5Repeating Past Mistakes: World War I Veterans' Benefits
chapter abstract
Congress enacted World War I disability pension programs with the objective
of preventing a repeat of the Civil War pension program's excesses. The
novel programs were designed to alleviate future political pressures to
liberalize disability pensions as veterans aged. These programs proved to
be no match for claims for benefits by ineligible veterans and the
availability of large budget surpluses. Congress not only extended World
War I veterans' pensions as it had previous wartime pensions; it did so at
a much faster pace. Promises of benefits, called "bonus" payments, by a
1924 law spawned mass marches by veterans in cities throughout the country
demanding their promised entitlement benefit. The most memorable of these
was the 1932 Bonus Expeditionary Force march on Washington, D.C., which
ended when troops under General Douglas McArthur's command drove the
veterans from the city.
6Retrenchment: Roosevelt and the Veterans
chapter abstract
The first year of the Roosevelt administration witnessed the largest
reduction in an entitlement program in U.S. history. Franklin Roosevelt
terminated pensions for 450,000 veterans and reduced the amount of monthly
pensions for thousands of veterans who remained on the rolls. The story of
how he achieved this result provides lessons for future presidents. The
president made a strong moral and economic case for terminating veterans
and used the budget crisis created by the Great Depression to prod Congress
to give him the authority to cut pensions. Throughout the remainder of the
president's first two terms, President Roosevelt used his veto power and
other powers of the office of the president to sustain the vast majority of
these reductions.
7The Birth of the Modern Entitlement State
chapter abstract
The New Deal marks the beginning of the modern entitlement system. Until
the New Deal, federal entitlements were restricted to people who had
performed a specific government service, mainly veterans. The New Deal
expanded federal entitlements to people in the population at large, state
governments, and private businesses. The landmark Social Security program
provided retirement benefits to industrial workers. New federal welfare
programs entitled state governments to matching payments for their welfare
programs. Unfortunately, important lessons from the government's experience
with wartime veterans' pensions went unheeded. The New Deal entitlements
also ushered in a new era for the federal courts. The Supreme Court allowed
the New Deal entitlements to pass constitutional muster under the "general
welfare" clause. Once federal entitlement rights had been granted, the
courts adjudicated the nature and extent of these legal rights, eventually
creating welfare entitlement rights where none had been legislated.

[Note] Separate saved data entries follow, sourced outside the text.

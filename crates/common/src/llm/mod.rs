//! Generation (chat completion) service abstraction
//!
//! `complete` returns a whole message and backs the query rewriter and
//! expander. `stream` returns the provider's raw server-sent-event bytes so
//! the relay can forward them untouched.

use crate::config::GenerationConfig;
use crate::errors::{AppError, Result};
use async_trait::async_trait;
use bytes::Bytes;
use futures::{Stream, StreamExt};
use serde::{Deserialize, Serialize};
use std::pin::Pin;
use std::sync::Arc;
use std::time::Duration;

/// Raw bytes of a streamed completion
pub type ByteStream = Pin<Box<dyn Stream<Item = Result<Bytes>> + Send>>;

/// A role-tagged conversation turn
#[derive(Debug, Clone, PartialEq, Eq, Serialize, Deserialize)]
pub struct ChatMessage {
    pub role: String,
    pub content: String,
}

impl ChatMessage {
    pub fn system(content: impl Into<String>) -> Self {
        Self { role: "system".into(), content: content.into() }
    }

    pub fn user(content: impl Into<String>) -> Self {
        Self { role: "user".into(), content: content.into() }
    }

    pub fn assistant(content: impl Into<String>) -> Self {
        Self { role: "assistant".into(), content: content.into() }
    }
}

/// Per-call generation parameters
#[derive(Debug, Clone, PartialEq)]
pub struct GenerationOptions {
    pub model: String,
    pub temperature: f32,
    pub max_tokens: u32,
}

impl GenerationOptions {
    /// Parameters for the streamed, user-facing answer
    pub fn answer(config: &GenerationConfig) -> Self {
        Self {
            model: config.model.clone(),
            temperature: config.temperature,
            max_tokens: config.max_tokens,
        }
    }

    /// Parameters for short auxiliary calls (rewrite, expansion)
    pub fn auxiliary(config: &GenerationConfig) -> Self {
        Self {
            model: config.model.clone(),
            temperature: config.auxiliary_temperature,
            max_tokens: config.auxiliary_max_tokens,
        }
    }
}

/// Trait for chat completion providers
#[async_trait]
pub trait LanguageModel: Send + Sync {
    /// Run a non-streaming completion and return the message text
    async fn complete(&self, messages: &[ChatMessage], options: &GenerationOptions) -> Result<String>;

    /// Open a streaming completion; the stream yields provider SSE bytes
    async fn stream(&self, messages: &[ChatMessage], options: &GenerationOptions) -> Result<ByteStream>;
}

// ─── OpenAI-compatible client ────────────────────────────

#[derive(Serialize)]
struct CompletionRequest<'a> {
    model: &'a str,
    messages: &'a [ChatMessage],
    temperature: f32,
    max_tokens: u32,
    stream: bool,
}

#[derive(Deserialize)]
struct CompletionResponse {
    choices: Vec<CompletionChoice>,
}

#[derive(Deserialize)]
struct CompletionChoice {
    message: CompletionMessage,
}

#[derive(Deserialize)]
struct CompletionMessage {
    content: Option<String>,
}

/// Client for `/chat/completions` on OpenAI or a compatible gateway.
///
/// `timeout` bounds a whole `complete` call. A stream is only bounded per
/// read, so a long answer that keeps producing tokens is never cut off.
pub struct OpenAiChatClient {
    client: reqwest::Client,
    api_key: String,
    base_url: String,
    timeout: Duration,
}

impl OpenAiChatClient {
    pub fn new(api_key: String, base_url: Option<String>, timeout: Duration) -> Result<Self> {
        let client = reqwest::Client::builder()
            .connect_timeout(timeout)
            .read_timeout(timeout)
            .build()
            .map_err(|e| AppError::Configuration {
                message: format!("Failed to create generation HTTP client: {}", e),
            })?;

        Ok(Self {
            client,
            api_key,
            base_url: base_url.unwrap_or_else(|| "https://api.openai.com/v1".to_string()),
            timeout,
        })
    }

    async fn send(
        &self,
        messages: &[ChatMessage],
        options: &GenerationOptions,
        stream: bool,
    ) -> Result<reqwest::Response> {
        let url = format!("{}/chat/completions", self.base_url.trim_end_matches('/'));

        let request = CompletionRequest {
            model: &options.model,
            messages,
            temperature: options.temperature,
            max_tokens: options.max_tokens,
            stream,
        };

        let mut builder = self
            .client
            .post(&url)
            .header("Authorization", format!("Bearer {}", self.api_key))
            .json(&request);
        if !stream {
            builder = builder.timeout(self.timeout);
        }

        let response = builder
            .send()
            .await
            .map_err(|e| AppError::GenerationError {
                message: format!("Request failed: {}", e),
            })?;

        if !response.status().is_success() {
            let status = response.status();
            let body = response.text().await.unwrap_or_default();
            tracing::error!(status = %status, body = %body, "Chat completion error");
            return Err(AppError::GenerationError {
                message: format!("API error {}", status),
            });
        }

        Ok(response)
    }
}

#[async_trait]
impl LanguageModel for OpenAiChatClient {
    async fn complete(&self, messages: &[ChatMessage], options: &GenerationOptions) -> Result<String> {
        let response = self.send(messages, options, false).await?;

        let body: CompletionResponse = response.json().await.map_err(|e| AppError::GenerationError {
            message: format!("Failed to parse response: {}", e),
        })?;

        Ok(body
            .choices
            .into_iter()
            .next()
            .and_then(|c| c.message.content)
            .unwrap_or_default())
    }

    async fn stream(&self, messages: &[ChatMessage], options: &GenerationOptions) -> Result<ByteStream> {
        let response = self.send(messages, options, true).await?;

        let stream = response.bytes_stream().map(|chunk| {
            chunk.map_err(|e| AppError::GenerationError {
                message: format!("Stream read error: {}", e),
            })
        });

        Ok(Box::pin(stream))
    }
}

// ─── Mock provider ───────────────────────────────────────

const MOCK_ANSWER: &str = "This is a mock answer assembled without contacting a model provider. \
The retrieved passages were used only to build the prompt.\n\n\
ANSWER_TYPE: INFERRED\n\
SOURCES:\n\
- Mock Source — Local development";

/// Offline provider with canned, well-formed output
#[derive(Debug, Default)]
pub struct MockLanguageModel;

#[async_trait]
impl LanguageModel for MockLanguageModel {
    /// Always empty, so rewrite and expansion fall back to their input
    async fn complete(&self, _messages: &[ChatMessage], _options: &GenerationOptions) -> Result<String> {
        Ok(String::new())
    }

    async fn stream(&self, _messages: &[ChatMessage], _options: &GenerationOptions) -> Result<ByteStream> {
        let mut frames: Vec<Result<Bytes>> = MOCK_ANSWER
            .split_inclusive(' ')
            .map(|piece| {
                let chunk = serde_json::json!({ "choices": [{ "delta": { "content": piece } }] });
                Ok(Bytes::from(format!("data: {}\n\n", chunk)))
            })
            .collect();
        frames.push(Ok(Bytes::from_static(b"data: [DONE]\n\n")));

        Ok(Box::pin(futures::stream::iter(frames)))
    }
}

/// Create a language model client based on configuration
pub fn create_language_model(config: &GenerationConfig) -> Result<Arc<dyn LanguageModel>> {
    match config.provider.as_str() {
        "openai" => {
            let key = config
                .api_key
                .clone()
                .ok_or_else(|| AppError::Configuration {
                    message: "generation.api_key is required for the openai provider".to_string(),
                })?;
            Ok(Arc::new(OpenAiChatClient::new(
                key,
                config.api_base.clone(),
                Duration::from_secs(config.timeout_secs),
            )?))
        }
        "mock" => Ok(Arc::new(MockLanguageModel)),
        other => Err(AppError::Configuration {
            message: format!("Unknown generation provider: {}", other),
        }),
    }
}
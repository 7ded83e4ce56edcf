//! scripture-qa search library
//!
//! Retrieval legs over the document store and the merger that turns their
//! candidate pools into a bounded, ranked context.

pub mod retrieval;

pub use retrieval::{
    CandidatePool, HybridRetriever, KeywordExtractor, KeywordSearch, RankedContext,
    ResultMerger, RetrievalLeg, RetrievalRequest, Retriever, VectorRetriever, VectorSearch,
};
//! Rate limiting middleware using token bucket algorithm

use axum::{
    extract::{Request, State},
    middleware::Next,
    response::{IntoResponse, Response},
};
use governor::{
    clock::QuantaClock,
    state::{InMemoryState, NotKeyed},
    Quota, RateLimiter,
};
use scripture_qa_common::errors::AppError;
use std::num::NonZeroU32;
use std::sync::Arc;

/// Rate limiter using governor crate
pub type GlobalRateLimiter = RateLimiter<NotKeyed, InMemoryState, QuantaClock>;

/// Limiter plus the configured rate, reported back on rejection
#[derive(Clone)]
pub struct RateLimitState {
    limiter: Arc<GlobalRateLimiter>,
    requests_per_second: u32,
}

impl RateLimitState {
    pub fn new(requests_per_second: u32, burst: u32) -> Self {
        Self {
            limiter: create_rate_limiter(requests_per_second, burst),
            requests_per_second,
        }
    }
}

/// Create a new rate limiter; zero values are raised to one
pub fn create_rate_limiter(requests_per_second: u32, burst: u32) -> Arc<GlobalRateLimiter> {
    let rate = NonZeroU32::new(requests_per_second).unwrap_or(NonZeroU32::MIN);
    let burst = NonZeroU32::new(burst).unwrap_or(rate);
    let quota = Quota::per_second(rate).allow_burst(burst);

    Arc::new(RateLimiter::direct(quota))
}

/// Rate limiting middleware
pub async fn rate_limit_middleware(
    State(state): State<RateLimitState>,
    request: Request,
    next: Next,
) -> Response {
    match state.limiter.check() {
        Ok(_) => next.run(request).await,
        Err(_) => {
            tracing::warn!(path = %request.uri().path(), "Rate limit exceeded");
            AppError::RateLimited {
                limit: state.requests_per_second,
            }
            .into_response()
        }
    }
}

#[cfg(test)]
mod tests {
    use super::*;

    #[test]
    fn test_rate_limiter_creation() {
        let limiter = create_rate_limiter(100, 200);
        assert!(limiter.check().is_ok());
    }

    #[test]
    fn test_burst_exhaustion() {
        let limiter = create_rate_limiter(1, 2);
        assert!(limiter.check().is_ok());
        assert!(limiter.check().is_ok());
        assert!(limiter.check().is_err());
    }

    #[test]
    fn test_zero_rate_does_not_panic() {
        let limiter = create_rate_limiter(0, 0);
        assert!(limiter.check().is_ok());
    }
}
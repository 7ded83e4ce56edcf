//! Embedding service abstraction
//!
//! Provides a unified interface for embedding providers:
//! - OpenAI-compatible `/embeddings` endpoints (text-embedding-3-small by default)
//! - A mock provider for local runs without credentials

use crate::config::EmbeddingConfig;
use crate::errors::{AppError, Result};
use crate::metrics::record_embedding;
use async_trait::async_trait;
use serde::{Deserialize, Serialize};
use std::sync::Arc;
use std::time::{Duration, Instant};

/// Trait for embedding generation
#[async_trait]
pub trait Embedder: Send + Sync {
    /// Generate embedding for a single text
    async fn embed(&self, text: &str) -> Result<Vec<f32>>;

    /// Get the model name
    fn model_name(&self) -> &str;

    /// Get the embedding dimension
    fn dimension(&self) -> usize;
}

/// OpenAI embedding client
pub struct OpenAIEmbedder {
    client: reqwest::Client,
    api_key: String,
    model: String,
    dimension: usize,
    base_url: String,
}

#[derive(Serialize)]
struct OpenAIRequest<'a> {
    input: &'a str,
    model: &'a str,
}

#[derive(Deserialize)]
struct OpenAIResponse {
    data: Vec<OpenAIEmbedding>,
}

#[derive(Deserialize)]
struct OpenAIEmbedding {
    embedding: Vec<f32>,
}

impl OpenAIEmbedder {
    /// Create a new OpenAI embedder
    pub fn new(
        api_key: String,
        model: String,
        dimension: usize,
        base_url: Option<String>,
        timeout: Duration,
    ) -> Result<Self> {
        let client = reqwest::Client::builder()
            .timeout(timeout)
            .build()
            .map_err(|e| AppError::Configuration {
                message: format!("Failed to create embedding HTTP client: {}", e),
            })?;

        Ok(Self {
            client,
            api_key,
            model,
            dimension,
            base_url: base_url.unwrap_or_else(|| "https://api.openai.com/v1".to_string()),
        })
    }

    async fn make_request(&self, text: &str) -> Result<Vec<f32>> {
        let url = format!("{}/embeddings", self.base_url.trim_end_matches('/'));

        let request = OpenAIRequest {
            input: text,
            model: &self.model,
        };

        let response = self
            .client
            .post(&url)
            .header("Authorization", format!("Bearer {}", self.api_key))
            .header("Content-Type", "application/json")
            .json(&request)
            .send()
            .await
            .map_err(|e| AppError::EmbeddingError {
                message: format!("Request failed: {}", e),
            })?;

        if !response.status().is_success() {
            let status = response.status();
            let body = response.text().await.unwrap_or_default();
            return Err(AppError::EmbeddingError {
                message: format!("API error {}: {}", status, body),
            });
        }

        let result: OpenAIResponse = response.json().await.map_err(|e| AppError::EmbeddingError {
            message: format!("Failed to parse response: {}", e),
        })?;

        let embedding = result
            .data
            .into_iter()
            .next()
            .map(|e| e.embedding)
            .ok_or_else(|| AppError::EmbeddingError {
                message: "Empty response".to_string(),
            })?;

        if embedding.len() != self.dimension {
            return Err(AppError::EmbeddingError {
                message: format!(
                    "Expected {} dimensions, got {}",
                    self.dimension,
                    embedding.len()
                ),
            });
        }

        Ok(embedding)
    }
}

#[async_trait]
impl Embedder for OpenAIEmbedder {
    async fn embed(&self, text: &str) -> Result<Vec<f32>> {
        // Single attempt: failures surface to the caller
        let start = Instant::now();
        let result = self.make_request(text).await;
        record_embedding(start.elapsed().as_secs_f64(), &self.model, result.is_ok());
        result
    }

    fn model_name(&self) -> &str {
        &self.model
    }

    fn dimension(&self) -> usize {
        self.dimension
    }
}

/// Mock embedder for testing
pub struct MockEmbedder {
    dimension: usize,
}

impl MockEmbedder {
    pub fn new(dimension: usize) -> Self {
        Self { dimension }
    }
}

#[async_trait]
impl Embedder for MockEmbedder {
    async fn embed(&self, _text: &str) -> Result<Vec<f32>> {
        use rand::Rng;
        let mut rng = rand::thread_rng();
        Ok((0..self.dimension).map(|_| rng.gen::<f32>()).collect())
    }

    fn model_name(&self) -> &str {
        "mock-embedding"
    }

    fn dimension(&self) -> usize {
        self.dimension
    }
}

/// Create an embedder based on configuration
pub fn create_embedder(config: &EmbeddingConfig) -> Result<Arc<dyn Embedder>> {
    match config.provider.as_str() {
        "openai" => {
            let key = config
                .api_key
                .clone()
                .ok_or_else(|| AppError::Configuration {
                    message: "embedding.api_key is required for the openai provider".to_string(),
                })?;
            Ok(Arc::new(OpenAIEmbedder::new(
                key,
                config.model.clone(),
                config.dimension,
                config.api_base.clone(),
                Duration::from_secs(config.timeout_secs),
            )?))
        }
        "mock" => Ok(Arc::new(MockEmbedder::new(config.dimension))),
        other => Err(AppError::Configuration {
            message: format!("Unknown embedding provider: {}", other),
        }),
    }
}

8The Consequences of Social Security Surpluses
chapter abstract
Congress again demonstrated its inability to withstand pressures to
increase entitlement benefits when surplus funds are available. The 1935
Social Security Act called for the program to build up a large reserve fund
during the program's early years that could be drawn on in later years to
finance benefits in lieu of higher payroll taxes. The "large reserve"
debate led congressional liberals and conservatives to join together in
1939 to use the surplus to raise benefit levels, add survivors' benefits,
and delay a previously scheduled payroll tax increase from taking place.
9A New Kind of Entitlement: The GI Bill
chapter abstract
The Servicemen's Readjustment Act of 1944, popularly known as the GI Bill,
introduced a new type of entitlement program: one that provided in-kind
benefits rather than unrestricted cash assistance. The law provided World
War II veterans with educational assistance and home, farm, and business
loan guarantees. The new type of entitlement bestowed a legal right to
reimbursement on persons and institutions that provide the benefits
prescribed by the law, in addition to those who receive their services. The
GI Bill was the forerunner of the numerous in-kind benefit entitlements
enacted in the 1960s and 1970s to provide health care, nutrition, and
social services for the elderly, the poor, and the disabled.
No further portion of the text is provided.